UN says Congo army behind instability


  1. AfricaNews Monitoring Team with additional files from Reuters
    A report from United Nations experts on Congo reveals that extensive criminal networks within the country's army are deliberately fostering insecurity to profit from illegal mining, smuggling and poaching. Insecurity in Congo's east has continued despite the end of a 1998-2003 war, displacing more than 1.27 million people.
    rape in east congo7 7.jpg
    The Group of Experts, a five-member team tasked by the United Nations to investigate sanctions violations, noted "pervasive insubordination" throughout Congo's national FARDC army, naming several senior officers, many of them former CNDP rebels incorporated into army ranks following a 2009 peace deal, according to Reuters.

    "Officers at different levels of FARDC hierarchy jostle for control over mineral-rich areas at the expense of civilian protection," it said of criminal networks within the army.

    Referring to the rape of over 300 people in the Walikale district in July and August, the report said the local militia blamed for the attack had been created by the army.

    "The Group has concluded that Mai Mai Sheka is a creation of a criminal network within FARDC," it said, noting that repeated lootings by the group were aimed at the district's main mines.
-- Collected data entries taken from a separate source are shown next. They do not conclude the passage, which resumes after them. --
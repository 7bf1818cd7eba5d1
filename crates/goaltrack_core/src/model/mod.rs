//! Domain model for goals, milestones and categories.
//!
//! # Responsibility
//! - Define the canonical records persisted by the storage facade.
//! - Keep progress/status lifecycle rules next to the data they guard.
//!
//! # Invariants
//! - Every goal is identified by a stable `GoalId`.
//! - `Goal::progress` stays within `0..=100` on every mutation path.

pub mod category;
pub mod goal;
//! Goal use-case service.
//!
//! # Responsibility
//! - Provide stable entry points for creating and mutating goals.
//! - Apply timestamp and lifecycle rules in one place, then delegate
//!   persistence to the storage facade.
//!
//! # Invariants
//! - Service APIs never bypass facade validation/persistence contracts.
//! - The service stays storage-agnostic; any [`GoalStore`] works.

use crate::model::goal::{Goal, GoalId, GoalStatus, Milestone, MilestoneId, Priority};
use crate::stats::GoalStatistics;
use crate::store::goal_store::{GoalStore, StoreError, StoreResult};
use chrono::{DateTime, Utc};

/// Input for creating a goal.
#[derive(Debug, Clone, PartialEq, Eq)]
pub struct NewGoalRequest {
    pub title: String,
    pub description: String,
    /// Category display name; not checked against stored categories.
    pub category: String,
    pub target_date: DateTime<Utc>,
    pub priority: Priority,
    /// One milestone per title, in the given order.
    pub milestone_titles: Vec<String>,
}

/// Status filter for listing, mirroring the home-screen tabs.
#[derive(Debug, Clone, Copy, PartialEq, Eq, Default)]
pub enum StatusFilter {
    #[default]
    All,
    Only(GoalStatus),
}

impl StatusFilter {
    fn matches(self, goal: &Goal) -> bool {
        match self {
            Self::All => true,
            Self::Only(status) => goal.status == status,
        }
    }
}

/// Use-case wrapper around a [`GoalStore`] implementation.
pub struct GoalService<S: GoalStore> {
    store: S,
}

impl<S: GoalStore> GoalService<S> {
    pub fn new(store: S) -> Self {
        Self { store }
    }

    /// Creates and persists a goal from user input.
    ///
    /// # Contract
    /// - Generates the stable id and both timestamps.
    /// - Milestones are created in the order given, all incomplete.
    /// - Returns the created goal id.
    pub fn create_goal(&self, request: &NewGoalRequest) -> StoreResult<GoalId> {
        let now = Utc::now();
        let mut goal = Goal::new(
            request.title.clone(),
            request.description.clone(),
            request.category.clone(),
            request.target_date,
            request.priority,
            now,
        );
        for title in &request.milestone_titles {
            goal.add_milestone(Milestone::new(title.clone()), now);
        }
        self.store.add_goal(&goal)
    }

    /// One goal by id, or `None` when absent.
    pub fn get_goal(&self, id: GoalId) -> StoreResult<Option<Goal>> {
        Ok(self.store.get_goals()?.into_iter().find(|g| g.id == id))
    }

    /// Goals matching the filter, in stored (creation) order.
    pub fn list_goals(&self, filter: StatusFilter) -> StoreResult<Vec<Goal>> {
        let mut goals = self.store.get_goals()?;
        goals.retain(|goal| filter.matches(goal));
        Ok(goals)
    }

    /// Direct progress edit.
    ///
    /// The raw value is clamped into `0..=100`; landing on 100 completes the
    /// goal, anything lower re-activates it. Returns the updated goal.
    pub fn update_progress(&self, id: GoalId, raw: i64) -> StoreResult<Goal> {
        self.mutate(id, |goal, now| {
            goal.set_progress(raw, now);
            Ok(())
        })
    }

    /// Direct lifecycle status change.
    pub fn set_status(&self, id: GoalId, status: GoalStatus) -> StoreResult<Goal> {
        self.mutate(id, |goal, now| {
            goal.set_status(status, now);
            Ok(())
        })
    }

    /// Appends a milestone to an existing goal.
    pub fn add_milestone(&self, id: GoalId, milestone: Milestone) -> StoreResult<Goal> {
        self.mutate(id, |goal, now| {
            goal.add_milestone(milestone, now);
            Ok(())
        })
    }

    /// Flips one milestone's completion state.
    ///
    /// `completed_at` follows the flag, and goal progress never decreases
    /// as a result of a toggle.
    pub fn toggle_milestone(
        &self,
        goal_id: GoalId,
        milestone_id: MilestoneId,
    ) -> StoreResult<Goal> {
        self.mutate(goal_id, |goal, now| {
            if !goal.toggle_milestone(milestone_id, now) {
                return Err(StoreError::MilestoneNotFound(milestone_id));
            }
            Ok(())
        })
    }

    /// Removes a goal; `Ok(false)` when the id was already absent.
    pub fn delete_goal(&self, id: GoalId) -> StoreResult<bool> {
        self.store.delete_goal(id)
    }

    /// Category list, seeding defaults on first access.
    pub fn categories(&self) -> StoreResult<Vec<crate::model::category::GoalCategory>> {
        self.store.get_categories()
    }

    /// Aggregate statistics over the full collection.
    pub fn statistics(&self) -> StoreResult<GoalStatistics> {
        Ok(GoalStatistics::compute(&self.store.get_goals()?))
    }

    fn mutate(
        &self,
        id: GoalId,
        apply: impl FnOnce(&mut Goal, DateTime<Utc>) -> StoreResult<()>,
    ) -> StoreResult<Goal> {
        let mut goal = self.get_goal(id)?.ok_or(StoreError::NotFound(id))?;
        apply(&mut goal, Utc::now())?;
        self.store.update_goal(&goal)?;
        Ok(goal)
    }
}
    The report is based on information from the U.N. and local groups, plus the team's "first-hand, on-site observations", or information corroborated with at least three independent sources assessed by the Group as credible and reliable.

    A national army spokesman did not respond to phone messages and calls for comment but a spokesman for the U.N.-backed Amani Leo operation in the east questioned the report's credibility.

    "They call themselves experts but it's written on the basis of rumours," Major Sylvain Ekenge said, noting a military tribunal was already pursuing some individuals.

    But he insisted report allegations that ex-CNDP officers are "the real decision makers" in most FARDC brigades are not true.
    "There are no CNDP in the FARDC today -- it's all the FARDC, we are not a political institution," he said.

    The report said the army benefited from everything from gold exports worth $160 million a year and tin ore mining to elephant poaching and charcoal and timber trades that destroy hundreds of thousands of trees, as well as continuing to recruit children.